A general-purpose mesh analysis solver for planar electrical circuits. It computes mesh currents by automatically constructing and solving Kirchhoff's Voltage Law (KVL) equations using symbolic algebra.

Originally developed during B.Tech 1st Year as a foundational circuits project, then refactored and improved in 3rd Year with clean architecture, proper naming conventions, docstrings, and modular function design.


Table of Contents

  1. Features
  2. How Mesh Analysis Works
  3. Algorithm Overview
  4. Requirements
  5. Installation
  6. How to Run
  7. Input Instructions
  8. Examples
  9. Project Structure
  10. Future Improvements
  11. Author
  12. License

Features

Capability Description
Unlimited meshes Supports any number of meshes (practical limit: 9 for common-resistor labelling)
Shared resistors Handles common resistors between any pair of meshes
Voltage sources Supports multiple voltage sources per mesh with sign convention
Current sources Supports current source constraints on individual meshes
Automatic KVL equations Equation terms are generated programmatically from user input
Symbolic solving Uses SymPy's symbolic engine -- exact rational/algebraic solutions
Direction detection Reports whether each mesh current flows Clockwise (CW) or Anti-Clockwise (A.CW)
Common resistor currents Calculates and displays current through every shared branch with flow direction

How Mesh Analysis Works

Mesh analysis is a systematic method for solving planar circuits.

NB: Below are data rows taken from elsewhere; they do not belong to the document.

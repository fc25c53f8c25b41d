//! NeoFS morph configuration.
//!
//! Settings are plain serde structs with per-field defaults, so a TOML file
//! only needs to name the values it overrides:
//!
//! ```rust
//! use neofs_config::Settings;
//!
//! let settings = Settings::from_toml_str("[governance]\nblock_diff = 40\n").unwrap();
//! assert_eq!(settings.governance.block_diff, 40);
//! assert_eq!(settings.governance.contract_version, 1);
//! ```

mod error;
mod governance;
mod storage;

use std::path::Path;

use serde::{Deserialize, Serialize};
use tracing::debug;

pub use error::{ConfigError, ConfigResult};
pub use governance::{GovernanceSettings, LoggingSettings, CONTRACT_VERSION, DEFAULT_BLOCK_DIFF};
pub use storage::{StorageBackend, StorageSettings};

/// Top-level settings file.
#[derive(Debug, Clone, Default, PartialEq, Eq, Serialize, Deserialize)]
pub struct Settings {
    /// Ballot and contract parameters.
    #[serde(default)]
    pub governance: GovernanceSettings,

    /// Backend selection.
    #[serde(default)]
    pub storage: StorageSettings,

    /// Log output.
    #[serde(default)]
    pub logging: LoggingSettings,
}

impl Settings {
    /// Parses settings from TOML text and validates them.
    pub fn from_toml_str(text: &str) -> ConfigResult<Self> {
        let settings: Settings = toml::from_str(text)?;
        settings.validate()?;
        Ok(settings)
    }

    /// Loads settings from a TOML file.
    pub fn load<P: AsRef<Path>>(path: P) -> ConfigResult<Self> {
        let path = path.as_ref();
        let text = std::fs::read_to_string(path).map_err(|source| ConfigError::Io {
            path: path.display().to_string(),
            source,
        })?;
        let settings = Self::from_toml_str(&text)?;
        debug!(path = %path.display(), "loaded settings");
        Ok(settings)
    }

    /// Checks cross-field constraints serde cannot express.
    pub fn validate(&self) -> ConfigResult<()> {
        self.governance.validate()?;
        self.storage.validate()?;
        Ok(())
    }
}
//! Configuration errors.

use thiserror::Error;

/// Errors raised while loading or validating settings.
#[derive(Error, Debug)]
pub enum ConfigError {
    /// The settings file could not be read.
    #[error("Cannot read {path}: {source}")]
    Io {
        /// File path.
        path: String,
        /// Underlying error.
        #[source]
        source: std::io::Error,
    },

    /// The settings file is not valid TOML for the schema.
    #[error("Parse error: {0}")]
    Parse(#[from] toml::de::Error),

    /// A value is out of range or inconsistent with another.
    #[error("Invalid setting {field}: {message}")]
    Invalid {
        /// Offending field.
        field: &'static str,
        /// Error message.
        message: String,
    },
}

impl ConfigError {
    /// Create an invalid setting error.
    pub fn invalid<S: Into<String>>(field: &'static str, message: S) -> Self {
        Self::Invalid {
            field,
            message: message.into(),
        }
    }
}

/// Result type for configuration operations.
pub type ConfigResult<T> = std::result::Result<T, ConfigError>;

It is based on two principles:

  1. Kirchhoff's Voltage Law (KVL): The algebraic sum of all voltages around any closed loop (mesh) is zero.
  2. Mesh currents: A fictitious current variable is assigned to each mesh, assumed to flow in the clockwise direction by convention.

Procedure

  1. Assign a mesh current ($i_1, i_2, \ldots, i_n$) to each independent loop.
  2. For each mesh, write a KVL equation:
    • Resistors exclusive to the mesh contribute $R \cdot i_k$.
    • Shared (common) resistors contribute a coupling term $R_c \cdot (i_k - i_j)$ between adjacent meshes $k$ and $j$.
    • Voltage sources add or subtract their value depending on polarity relative to the assumed current direction.
  3. If a mesh contains a current source, the mesh current on that loop is directly constrained by the source value instead of a KVL equation.
  4. Solve the resulting system of $n$ linear equations for $n$ unknowns.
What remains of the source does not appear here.